━━━━━ EXERCISE MATERIAL ━━━━━

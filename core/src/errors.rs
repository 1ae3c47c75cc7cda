//! Error types for the PiMark engine.
//!
//! Probe failures never leave the sampler: they are folded into the
//! snapshot's unknown values. Stress-workload failures surface through the
//! engine facade; everything else is wrapped in [`CoreError`].

use thiserror::Error;

/// Top-level error type for configuration and engine start-up.
#[derive(Error, Debug)]
pub enum CoreError {
    /// A configuration error (invalid values, inconsistent periods).
    #[error("Config error: {0}")]
    Config(String),
}

/// A single probe could not produce a value.
#[derive(Error, Debug)]
pub enum ProbeError {
    /// The external command could not be executed or exited unsuccessfully.
    #[error("Command failed: {command}: {reason}")]
    Command { command: String, reason: String },

    /// The external command did not finish within its time budget.
    #[error("Command timed out: {0}")]
    Timeout(String),

    /// The probe output did not have the expected shape.
    #[error("Unexpected probe output: {0}")]
    Parse(String),

    /// The probe is not available on this host.
    #[error("Probe unavailable: {0}")]
    Unavailable(String),

    /// A low-level I/O error while reading a sensor file.
    #[error("I/O error: {0}")]
    Io(#[from] std::io::Error),
}

/// Errors from the stress-workload lifecycle.
#[derive(Error, Debug)]
pub enum StressError {
    /// The configured stress command has no program.
    #[error("Stress command is empty")]
    EmptyCommand,

    /// The stress workload could not be spawned.
    #[error("Failed to launch stress workload '{command}': {source}")]
    LaunchFailed {
        command: String,
        #[source]
        source: std::io::Error,
    },

    /// The workload ignored the termination request; it was killed instead.
    #[error("Stress workload (pid {pid:?}) did not exit within {grace_ms} ms")]
    TerminateTimeout { pid: Option<u32>, grace_ms: u64 },

    /// Signalling or reaping the workload failed.
    #[error("Failed to terminate stress workload: {0}")]
    Terminate(#[from] std::io::Error),
}

/// Errors returned by the engine facade.
#[derive(Error, Debug)]
pub enum EngineError {
    /// The engine task is no longer running.
    #[error("Engine is not running")]
    Stopped,

    /// Starting or stopping the stress workload failed.
    #[error("Stress error: {0}")]
    Stress(#[from] StressError),
}
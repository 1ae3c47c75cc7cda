//! Shared test utilities for pimark-core integration tests.
//!
//! Provides a fixed-value probe set and helpers for inspecting the host
//! process table.

// Each integration test is compiled as its own crate, so not every test file
// uses every function from this shared module. Suppress dead_code warnings.
#![allow(dead_code)]

use pimark_core::errors::ProbeError;
use pimark_core::monitoring::{
    FirmwareReading, MemoryReading, ProbeSet, ProcessEntry, ThrottleState,
};

/// Probe set reporting a cool, idle board.
#[derive(Debug, Clone)]
pub struct FixedProbes {
    pub temperature_c: f64,
}

impl Default for FixedProbes {
    fn default() -> Self {
        Self {
            temperature_c: 48.0,
        }
    }
}

impl ProbeSet for FixedProbes {
    fn firmware(&mut self) -> Result<FirmwareReading, ProbeError> {
        Ok(FirmwareReading {
            temperature_c: self.temperature_c,
            clock_mhz: 1800,
            voltage_v: 0.85,
            throttle_state: ThrottleState::Ok,
        })
    }

    fn cooling_state(&mut self) -> Result<Option<u32>, ProbeError> {
        Ok(None)
    }

    fn cpu_load_pct(&mut self) -> Result<f64, ProbeError> {
        Ok(12.0)
    }

    fn memory(&mut self) -> Result<MemoryReading, ProbeError> {
        Ok(MemoryReading {
            used_bytes: 256 * 1_048_576,
            total_bytes: 1024 * 1_048_576,
        })
    }

    fn disk_used_pct(&mut self) -> Result<f64, ProbeError> {
        Ok(30.0)
    }

    fn local_ip(&mut self) -> Result<String, ProbeError> {
        Ok("10.0.0.7".into())
    }

    fn uptime_s(&mut self) -> Result<f64, ProbeError> {
        Ok(100.0)
    }

    fn processes(&mut self) -> Result<Vec<ProcessEntry>, ProbeError> {
        Ok(Vec::new())
    }
}

/// Whether any live process was started with exactly this argv.
#[cfg(target_os = "linux")]
pub fn process_with_argv_exists(argv: &[&str]) -> bool {
    let expected: Vec<u8> = argv
        .iter()
        .flat_map(|a| a.bytes().chain(std::iter::once(0)))
        .collect();
    let Ok(entries) = std::fs::read_dir("/proc") else {
        return false;
    };
    entries.flatten().any(|entry| {
        std::fs::read(entry.path().join("cmdline"))
            .map(|cmdline| cmdline == expected)
            .unwrap_or(false)
    })
}
use serde_json::Value;
use tokio::io::{AsyncBufReadExt, AsyncWriteExt};
use tokio_util::sync::CancellationToken;
use tracing::{debug, warn};

use crate::handler::dispatch::Dispatcher;
use crate::protocol::errors;
use crate::protocol::messages::{JsonRpcErrorResponse, JsonRpcRequest};

/// Maximum accepted line length.
const MAX_LINE_SIZE: usize = 1_048_576;

/// Run the NDJSON transport loop over arbitrary async reader/writer.
///
/// Reads JSON-RPC messages from `reader` (one per line) and writes
/// responses to `writer`. The loop exits when the reader reaches EOF,
/// the cancellation token is triggered, or an I/O error occurs.
pub async fn run_transport_loop<R, W>(
    reader: &mut R,
    writer: &mut W,
    dispatcher: &mut Dispatcher,
    shutdown: CancellationToken,
) -> anyhow::Result<()>
where
    R: AsyncBufReadExt + Unpin,
    W: AsyncWriteExt + Unpin,
{
    let mut line = String::new();

    loop {
        line.clear();

        tokio::select! {
            _ = shutdown.cancelled() => {
                debug!("Shutdown signal received, exiting transport loop");
                break;
            }

            result = reader.read_line(&mut line) => {
                if result? == 0 {
                    debug!("Reader closed (EOF), exiting transport loop");
                    break;
                }
                if let Some(response) = handle_line(line.trim(), dispatcher).await {
                    debug!("Sending: {}", response);
                    write_json(writer, &response).await?;
                }
            }
        }
    }

    Ok(())
}

/// Turn one input line into the response to send, if any.
async fn handle_line(line: &str, dispatcher: &mut Dispatcher) -> Option<Value> {
    if line.is_empty() {
        return None;
    }

    if line.len() > MAX_LINE_SIZE {
        warn!("Message exceeds 1 MiB limit ({} bytes)", line.len());
        return Some(reject(
            Value::Null,
            errors::PARSE_ERROR,
            "Message exceeds 1 MiB size limit".to_string(),
        ));
    }

    debug!("Received: {}", line);

    let request: JsonRpcRequest = match serde_json::from_str(line) {
        Ok(r) => r,
        Err(e) => {
            warn!("Failed to parse JSON-RPC request: {e}");
            return Some(reject(
                Value::Null,
                errors::PARSE_ERROR,
                format!("Parse error: {e}"),
            ));
        }
    };

    if request.jsonrpc != "2.0" {
        return Some(reject(
            request.id,
            errors::INVALID_REQUEST,
            "Invalid JSON-RPC version (must be \"2.0\")".to_string(),
        ));
    }

    Some(dispatcher.dispatch(request).await.to_json())
}

fn reject(id: Value, code: i64, message: String) -> Value {
    serde_json::to_value(JsonRpcErrorResponse::new(id, code, message)).unwrap_or_default()
}

/// Write a JSON value as an NDJSON line to the writer.
pub async fn write_json<W: AsyncWriteExt + Unpin>(
    writer: &mut W,
    value: &serde_json::Value,
) -> anyhow::Result<()> {
    let mut line = serde_json::to_string(value)?;
    line.push('\n');
    writer.write_all(line.as_bytes()).await?;
    writer.flush().await?;
    Ok(())
}
//! Stress workload lifecycle tests (SL-01 through SL-07).
//!
//! Run a real `sleep` process as the stress workload and check that it is
//! terminated on stop, on safety trips and on engine shutdown. SL-05 onwards
//! use a shell that forks `sleep`, so the whole process group must go.

#![cfg(unix)]

mod common;

use std::time::{Duration, Instant};

use common::FixedProbes;
use pimark_core::config::EngineConfig;
use pimark_core::engine::Engine;
use pimark_core::stress::{
    CommandLauncher, StartOutcome, StopReason, StressLauncher, TerminateOutcome,
};

fn sleep_config(marker: &str) -> EngineConfig {
    EngineConfig {
        fast_tick_ms: 20,
        slow_tick_ms: 100,
        stress_cmd: vec!["sleep".into(), marker.into()],
        ..Default::default()
    }
}

fn pid_alive(pid: u32) -> bool {
    use nix::sys::signal::kill;
    use nix::unistd::Pid;
    kill(Pid::from_raw(pid as i32), None).is_ok()
}

/// Wait up to two seconds for every process with this argv to disappear.
#[cfg(target_os = "linux")]
async fn gone_within_two_seconds(argv: &[&str]) -> bool {
    let deadline = Instant::now() + Duration::from_secs(2);
    while common::process_with_argv_exists(argv) {
        if Instant::now() >= deadline {
            return false;
        }
        tokio::time::sleep(Duration::from_millis(20)).await;
    }
    true
}

/// Wait for the forked grandchild to show up.
#[cfg(target_os = "linux")]
async fn wait_for_process(argv: &[&str]) {
    let deadline = Instant::now() + Duration::from_secs(2);
    while !common::process_with_argv_exists(argv) {
        assert!(Instant::now() < deadline, "{argv:?} never started");
        tokio::time::sleep(Duration::from_millis(20)).await;
    }
}

#[cfg(target_os = "linux")]
fn forking_launcher(script: &str) -> CommandLauncher {
    CommandLauncher::new(vec!["sh".into(), "-c".into(), script.into()])
}

// ── SL-01: terminate reaps the workload ─────────────────────────────

#[tokio::test]
async fn sl_01_terminate_reaps_workload() {
    let launcher = CommandLauncher::new(vec!["sleep".into(), "30".into()]);
    let mut process = launcher.launch().expect("sleep should launch");
    let pid = process.id().expect("running process has a pid");
    assert!(pid_alive(pid));

    let started = Instant::now();
    let outcome = process.terminate(Duration::from_secs(2)).await.unwrap();
    assert_eq!(outcome, TerminateOutcome::Exited);
    assert!(started.elapsed() < Duration::from_secs(2));
    assert!(!pid_alive(pid));
}

// ── SL-02: dropping the handle kills the workload ───────────────────

#[tokio::test]
async fn sl_02_drop_kills_workload() {
    let launcher = CommandLauncher::new(vec!["sleep".into(), "30".into()]);
    let process = launcher.launch().expect("sleep should launch");
    let pid = process.id().expect("running process has a pid");
    drop(process);

    let deadline = Instant::now() + Duration::from_secs(2);
    while std::fs::read_to_string(format!("/proc/{pid}/stat"))
        .map(|stat| !stat.contains(") Z "))
        .unwrap_or(false)
    {
        assert!(Instant::now() < deadline, "workload survived drop");
        tokio::time::sleep(Duration::from_millis(20)).await;
    }
}

// ── SL-03: shutdown leaves no workload behind ───────────────────────

#[cfg(target_os = "linux")]
#[tokio::test]
async fn sl_03_shutdown_terminates_workload() {
    let marker = "31.4159";
    let handle = Engine::spawn(
        sleep_config(marker),
        FixedProbes::default(),
        Box::new(CommandLauncher::new(vec!["sleep".into(), marker.into()])),
    )
    .unwrap();

    assert_eq!(handle.start_test(false).await.unwrap(), StartOutcome::Started);
    assert!(common::process_with_argv_exists(&["sleep", marker]));

    let started = Instant::now();
    handle.shutdown().await;
    assert!(started.elapsed() < Duration::from_secs(2));
    assert!(!common::process_with_argv_exists(&["sleep", marker]));
}

// ── SL-04: safety trip stops the real workload ──────────────────────

#[cfg(target_os = "linux")]
#[tokio::test]
async fn sl_04_safety_trip_terminates_workload() {
    let marker = "27.1828";
    let config = sleep_config(marker);
    let launcher = CommandLauncher::new(config.stress_cmd.clone());
    let handle = Engine::spawn(
        config,
        FixedProbes {
            temperature_c: 91.0,
        },
        Box::new(launcher),
    )
    .unwrap();

    handle.start_test(true).await.unwrap();
    tokio::time::sleep(Duration::from_millis(500)).await;

    assert!(!handle.is_running());
    assert_eq!(handle.last_stop_reason(), Some(StopReason::Safety));
    assert!(handle.take_summary().is_none());
    assert!(!common::process_with_argv_exists(&["sleep", marker]));

    handle.shutdown().await;
}

// ── SL-05: terminate reaches forked children ────────────────────────

#[cfg(target_os = "linux")]
#[tokio::test]
async fn sl_05_terminate_reaches_forked_children() {
    let marker = "91.25";
    let mut process = forking_launcher(&format!("sleep {marker}; true"))
        .launch()
        .expect("sh should launch");
    wait_for_process(&["sleep", marker]).await;

    let outcome = process.terminate(Duration::from_secs(2)).await.unwrap();
    assert_eq!(outcome, TerminateOutcome::Exited);
    assert!(gone_within_two_seconds(&["sleep", marker]).await);
}

// ── SL-06: shutdown kills a group that ignores SIGTERM ──────────────

#[cfg(target_os = "linux")]
#[tokio::test]
async fn sl_06_shutdown_kills_stubborn_process_group() {
    let marker = "92.5";
    let script = format!("trap '' TERM; sleep {marker}; true");
    let config = EngineConfig {
        stop_grace_ms: 300,
        stress_cmd: vec!["sh".into(), "-c".into(), script.clone()],
        ..sleep_config(marker)
    };
    let handle = Engine::spawn(
        config,
        FixedProbes::default(),
        Box::new(forking_launcher(&script)),
    )
    .unwrap();

    assert_eq!(handle.start_test(false).await.unwrap(), StartOutcome::Started);
    wait_for_process(&["sleep", marker]).await;

    handle.shutdown().await;
    assert!(!handle.is_running());
    assert!(gone_within_two_seconds(&["sleep", marker]).await);
}

// ── SL-07: dropping the handle kills forked children ────────────────

#[cfg(target_os = "linux")]
#[tokio::test]
async fn sl_07_drop_kills_forked_children() {
    let marker = "93.75";
    let process = forking_launcher(&format!("sleep {marker}; true"))
        .launch()
        .expect("sh should launch");
    wait_for_process(&["sleep", marker]).await;

    drop(process);
    assert!(gone_within_two_seconds(&["sleep", marker]).await);
}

━━━━━

▶ **WORK REQUEST**
Using the records above, gather all lines where the string "Some" is present.

▶ **YOUR SOLUTION**
                if let Some(response) = handle_line(line.trim(), dispatcher).await {
        return Some(reject(
            return Some(reject(
        return Some(reject(
    Some(dispatcher.dispatch(request).await.to_json())
    assert_eq!(handle.last_stop_reason(), Some(StopReason::Safety));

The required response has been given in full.